- Portugal abriga cerca de 1,5 milhão de estrangeiros, quase 14% da população, sendo a maioria trabalhadores migrantes.
- Em 2024, cerca de 1,1 milhão de imigrantes contribuíram para a Previdência Social, com aumento de 447% em dez anos e contribuições próximas a 4,2 bilhões de euros (≈ 14% do total).
- Setores como turismo e serviços dependem de mão de obra estrangeira; trabalhadores brasileiros atuam em várias atividades, incluindo comércio, entrega e transporte.
- Especialistas afirmam que, sem trabalhadores imigrantes, a economia enfrentaria problemas, com risco de fechamento de empresas e prejuízos na exportação agrícola.
- Há demanda por política de imigração de longo prazo; críticas às propostas da extrema-direita apontam que limitar permanência ou reduzir duração de visto agrava dificuldades e não resolve impactos econômicos.
Portugal depende de trabalhadores estrangeiros para manter setores-chave da economia. O país abriga cerca de 1,5 milhão de imigrantes, equivalente a 14% da população. A maioria atua em atividades produtivas, especialmente comércio e serviços.

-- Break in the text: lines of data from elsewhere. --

use std::env;
use std::path::PathBuf;

/// Where the community lives.
#[derive(Debug, Clone, Copy, PartialEq, Eq, Default)]
pub enum Mode {
    /// Seeded in-process store and bus with a local aggregator.
    #[default]
    Local,
    /// One player against a remote store and aggregator.
    Run,
}

#[derive(Debug, Default)]
pub struct CliOptions {
    pub mode: Mode,
    pub config: Option<PathBuf>,
    pub state_action: Option<PathBuf>,
    pub redis_url: Option<String>,
    pub steps: Option<usize>,
    pub seed: Option<u64>,
    pub deadline_secs: Option<f64>,
    pub policy: Option<String>,
    pub preset: Option<String>,
    pub homes: Option<usize>,
    pub score_out: Option<PathBuf>,
    pub telemetry_out: Option<PathBuf>,
    pub help: bool,
}

pub fn parse_args() -> Result<CliOptions, String> {
    let args: Vec<String> = env::args().skip(1).collect();
    parse_args_from(args)
}

pub fn parse_args_from(args: Vec<String>) -> Result<CliOptions, String> {
    let mut opts = CliOptions::default();
    let mut i = 0usize;

    if let Some(first) = args.first() {
        match first.as_str() {
            "local" => {
                opts.mode = Mode::Local;
                i = 1;
            }
            "run" => {
                opts.mode = Mode::Run;
                i = 1;
            }
            _ => {}
        }
    }

    while i < args.len() {
        let flag = args[i].as_str();
        match flag {
            "--config" => set_once(
                &mut opts.config,
                flag,
                PathBuf::from(value(&args, &mut i, flag, "a TOML file path")?),
            )?,
            "--state-action" => set_once(
                &mut opts.state_action,
                flag,
                PathBuf::from(value(&args, &mut i, flag, "a JSON file path")?),
            )?,
            "--redis-url" => set_once(
                &mut opts.redis_url,
                flag,
                value(&args, &mut i, flag, "a redis:// URL")?.to_string(),
            )?,
            "--steps" => {
                let v = parsed(value(&args, &mut i, flag, "a step count")?, flag)?;
                set_once(&mut opts.steps, flag, v)?;
            }
            "--seed" => {
                let v = parsed(value(&args, &mut i, flag, "a u64 seed")?, flag)?;
                set_once(&mut opts.seed, flag, v)?;
            }
            "--deadline" => {
                let v = parsed(value(&args, &mut i, flag, "seconds")?, flag)?;
                set_once(&mut opts.deadline_secs, flag, v)?;
            }
            "--policy" => set_once(
                &mut opts.policy,
                flag,
                value(&args, &mut i, flag, "a policy name")?.to_string(),
            )?,
            "--preset" => set_once(
                &mut opts.preset,
                flag,
                value(&args, &mut i, flag, "a preset name")?.to_string(),
            )?,
            "--homes" => {
                let v = parsed(value(&args, &mut i, flag, "a home count")?, flag)?;
                set_once(&mut opts.homes, flag, v)?;
            }
            "--score-out" => set_once(
                &mut opts.score_out,
                flag,
                PathBuf::from(value(&args, &mut i, flag, "a file path")?),
            )?,
            "--telemetry-out" => set_once(
                &mut opts.telemetry_out,
                flag,
                PathBuf::from(value(&args, &mut i, flag, "a file path")?),
            )?,
            "--help" | "-h" => opts.help = true,
            other => return Err(format!("unknown argument: {other}")),
        }
        i += 1;
    }

    if opts.mode == Mode::Run && (opts.preset.is_some() || opts.homes.is_some()) {
        return Err("--preset and --homes only apply to local mode".to_string());
    }

    Ok(opts)
}

/// Advances past `flag` and returns its value.
fn value<'a>(
    args: &'a [String],
    i: &mut usize,
    flag: &str,
    expected: &str,
) -> Result<&'a str, String> {
    *i += 1;
    args.get(*i)
        .map(String::as_str)
        .ok_or_else(|| format!("missing value for {flag} (expected {expected})"))
}

fn parsed<T: std::str::FromStr>(raw: &str, flag: &str) -> Result<T, String> {
    raw.parse()
        .map_err(|_| format!("{flag} value \"{raw}\" is not valid"))
}

fn set_once<T>(slot: &mut Option<T>, flag: &str, v: T) -> Result<(), String> {
    if slot.replace(v).is_some() {
        return Err(format!("{flag} provided more than once"));
    }
    Ok(())
}

pub fn print_usage() {
    eprintln!("home-player: step-synchronized home energy player");
    eprintln!();
    eprintln!("Usage: home-player [local|run] [OPTIONS]");
    eprintln!();
    eprintln!("Modes:");
    eprintln!("  local                    Seed an in-process community and run every home (default)");
    eprintln!("  run                      Run one player against a Redis store and aggregator");
    eprintln!();
    eprintln!("Options:");
    eprintln!("  --config <path>          Load settings from a TOML file");
    eprintln!("  --state-action <path>    Observable states and actions (JSON)");
    eprintln!("  --redis-url <url>        Store and channel URL (run mode)");
    eprintln!("  --steps <n>              Stop after n steps");
    eprintln!("  --seed <u64>             Seed for the random action policy");
    eprintln!("  --deadline <secs>        Fail a barrier wait after this many seconds");
    eprintln!("  --policy <name>          Action policy (random, none)");
    eprintln!("  --preset <name>          Scenario preset (local mode)");
    eprintln!("  --homes <n>              Number of homes (local mode)");
    eprintln!("  --score-out <path>       Write the score as JSON (default score.json)");
    eprintln!("  --telemetry-out <path>   Export step records to CSV");
    eprintln!("  --help                   Show this help message");
}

Um estudo da Aima, com o Observatório das Migrações, aponta que, no ano passado, 1,1 milhão de estrangeiros contribuíram para a Previdência Social, com alta expressiva em relação a dez anos atrás. Os pagamentos somaram quase 4,2 bilhões de euros, cerca de 14% do total.
Segundo o sociólogo Elísio Estanque, as contribuições dos imigrantes ajudam a sustentar a Previdência, diante do envelhecimento da população e do aumento de gastos com saúde. Ele destaca que muitos imigrantes atuam em flexibilidade de mão de obra necessária nos setores de turismo e serviços.
No setor de turismo, que responde por cerca de 20% do PIB, a presença de mão de obra estrangeira é considerada determinante para a continuidade de atividades. Além disso, trabalhadores de origem brasileira atuam em funções como motoristas de aplicativos e entregas, amplamente presentes no varejo e na hospitalidade.
Verônica Santos, brasileira que vive em Leiria há três meses, aponta ganhos que, para ela, justificam a mudança. Ela e o marido trabalham em Portugal sem grandes dificuldades de inserção. A dirigente do Chega tem adotado slogans que apontam para restrições, ampliando o debate público sobre imigração.
Para especialistas, a adoção de políticas de imigração de longo prazo é essencial. Eles afirmam que a redução de permanência ou a limitação de direitos aumentariam vulnerabilidades e não solucionariam a escassez de mão de obra. A avaliação é de que o país precisa de uma estratégia integrada de integração e planejamento.
Perspectivas de política pública
Os estudos sugerem que Portugal ainda não consolidou uma política de imigração com visão de longo prazo. A falta de coordenação entre integração, educação e mercado de trabalho facilita tensões sociais. Economistas destacam a necessidade de estratégias que equilibrem demanda por trabalhadores e proteção social.